Yesterday I did a post describing the benefits of a rental property after 20 years of ownership.  Please read Real Estate Investing Versus The Stock Market : Part 1 for the entire scenario and to catch up to where we are today.  Because today we’re going to ask what if you had taken that $38,500 ($35,000 for the down payment and $3,500 for closing costs) and left it in the stock market versus investing in a rental house.

THE INVESTMENT
I will readily admit to not being as in tune with the stock market as quite possibly many of our readers. I do real estate.  So that makes sense.  Yes, I have an IRA.  Yes, my wife has a pension with KPERs. Yes, I have other investments (though not large) in mutual funds and one other well known stock.  The point is,  I don’t eat, breath and live in the stock market.  And I don’t believe most working professionals have the time or expertise to follow the market on an hourly or even daily basis, either.

So we’re going to say that your $38,500 is in a nicely performing mutual fund (or stocks, heck, I don’t care.) that after all the buy fees, sell fees, yearly fees, etc, is yielding you a nice return of  9% per year, for the next 20 years.  I’m told, and have researched, that 9% is a good return number to be expected.   (Are you getting 9%?)  Yes, I am well aware that spikes and dips can happen.  But how is that any different than real estate?

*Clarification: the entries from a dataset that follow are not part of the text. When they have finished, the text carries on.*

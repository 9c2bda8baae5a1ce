#[cfg(not(target_arch = "wasm32"))]
fn main() -> anyhow::Result<()> {
    use car_configurator::{LaunchOptions, launch::Cli};
    use clap::Parser;

    car_configurator::run(LaunchOptions::from(Cli::parse()))
}

// The web build starts from `web::start`.
#[cfg(target_arch = "wasm32")]
fn main() {}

So, using a very simple investment calculator math you simply take that $38,500 at a 9% annual return and you end up with a balance of $215,770.

REAL ESTATE VERSUS STOCK MARKET
Looking at yesterday’s real estate returns after 20 years (but not calculating increases in rent or tax benefits and conservatively adjusting for additional obsolescence) we had a total benefit of $216,611.

The same $38,500 invested in the stock market over the same period of time became $215,770.

PICK’EM?
Can we agree here that the difference is not that great? But what if…?

RISING RENTS
Rents rise and fall like housing prices…and the stock market.  Let’s just say that rents rise over the years at 2%, or slightly less.  Not unusual. Well, with that being the case, we have a different ball game.

Remember, our Part 1 scenario considered the cash flow before taxes to be $1,536/yr based on a rent rate of $1,575.  Now lets say that we calculate the rent rises.  I won’t bore you with all the math, but it takes our total 20 year cash flow before taxes number from $30,720 to $63,150.  That’s another $32,430 in favor of the rental house.

MOVING FORWARD
Listen, in my experience real estate is not as easily liquidated and carries more risk.  However, it is easily leveraged by real estate investors with good credit and assets and you can harvest the equity out of this house 10 years in to create a second income property with similar numbers.  Now the game has changed!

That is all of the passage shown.